Your task: A single number is the whole answer: the tally of lines in the data below that include the word "Duration".

Records for the exercise:
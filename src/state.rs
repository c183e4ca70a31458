//! Shared state injected into every handler.

use std::sync::Arc;

use crate::application::services::LinkService;
use crate::infrastructure::persistence::PgLinkRepository;

/// Link service backed by PostgreSQL.
pub type AppLinkService = LinkService<PgLinkRepository>;

/// Handler state. Cheap to clone; the service is shared behind an `Arc`.
#[derive(Clone)]
pub struct AppState {
    pub link_service: Arc<AppLinkService>,
    /// Explicit base URL for short links; derived from the request when `None`.
    pub base_url: Option<String>,
}

impl AppState {
    pub fn new(link_service: Arc<AppLinkService>, base_url: Option<String>) -> Self {
        Self {
            link_service,
            base_url,
        }
    }
}
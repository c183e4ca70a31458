//! HTTP server initialization and runtime setup.
//!
//! Handles the database pool, migrations and the Axum server lifecycle.

use crate::application::services::LinkService;
use crate::config::Config;
use crate::infrastructure::persistence::PgLinkRepository;
use crate::routes::app_router;
use crate::state::AppState;

use anyhow::{Context, Result};
use axum::ServiceExt;
use axum::extract::Request;
use sqlx::PgPool;
use sqlx::postgres::PgPoolOptions;
use std::net::SocketAddr;
use std::sync::Arc;
use std::time::Duration;

/// Builds the PostgreSQL pool from the configured limits.
///
/// # Errors
///
/// Returns an error if the initial connection cannot be established.
pub async fn connect_pool(config: &Config) -> Result<PgPool> {
    PgPoolOptions::new()
        .max_connections(config.db_max_connections)
        .acquire_timeout(Duration::from_secs(config.db_connect_timeout))
        .idle_timeout(Duration::from_secs(config.db_idle_timeout))
        .max_lifetime(Duration::from_secs(config.db_max_lifetime))
        .connect(&config.database_url)
        .await
        .context("Failed to connect to database")
}

/// Applies pending schema migrations.
///
/// Idempotent: already-applied migrations are skipped, so this runs on
/// every start.
pub async fn run_migrations(pool: &PgPool) -> Result<()> {
    sqlx::migrate!("./migrations")
        .run(pool)
        .await
        .context("Failed to run database migrations")
}

/// Runs the HTTP server with the given configuration.
///
/// Initializes:
/// - PostgreSQL connection pool
/// - Schema migrations
/// - Axum HTTP server with graceful shutdown
///
/// # Errors
///
/// Returns an error if:
/// - Database connection or migration fails
/// - Server bind fails
/// - Server runtime error occurs
pub async fn run(config: Config) -> Result<()> {
    let pool = connect_pool(&config).await?;
    tracing::info!("Connected to database");

    run_migrations(&pool).await?;
    tracing::info!("Database migrations applied");

    let link_repository = Arc::new(PgLinkRepository::new(Arc::new(pool.clone())));
    let link_service = Arc::new(LinkService::new(link_repository));
    let state = AppState::new(link_service, config.base_url.clone());

    let app = app_router(state, config.request_timeout_secs);

    let addr: SocketAddr = config
        .listen_addr
        .parse()
        .with_context(|| format!("Invalid LISTEN address '{}'", config.listen_addr))?;
    let listener = tokio::net::TcpListener::bind(addr)
        .await
        .with_context(|| format!("Failed to bind {addr}"))?;
    tracing::info!("Listening on http://{addr}");

    axum::serve(listener, ServiceExt::<Request>::into_make_service(app))
        .with_graceful_shutdown(shutdown_signal())
        .await?;

    pool.close().await;
    tracing::info!("Server stopped");

    Ok(())
}

/// Resolves when the process receives Ctrl-C or SIGTERM.
///
/// A handler that fails to install never fires; the other one still can.
async fn shutdown_signal() {
    let ctrl_c = async {
        wait_for_signal(tokio::signal::ctrl_c().await, "Ctrl-C").await;
    };

    #[cfg(unix)]
    let terminate = async {
        match tokio::signal::unix::signal(tokio::signal::unix::SignalKind::terminate()) {
            Ok(mut signal) => {
                signal.recv().await;
            }
            Err(e) => wait_for_signal(Err(e), "SIGTERM").await,
        }
    };

    #[cfg(not(unix))]
    let terminate = std::future::pending::<()>();

    tokio::select! {
        _ = ctrl_c => {},
        _ = terminate => {},
    }

    tracing::info!("Shutdown signal received");
}

/// Returns once a signal was received, or never if its handler failed.
async fn wait_for_signal(received: std::io::Result<()>, name: &str) {
    if let Err(e) = received {
        tracing::error!(error = %e, signal = name, "Failed to install signal handler");
        std::future::pending::<()>().await;
    }
}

Exercise solution: 4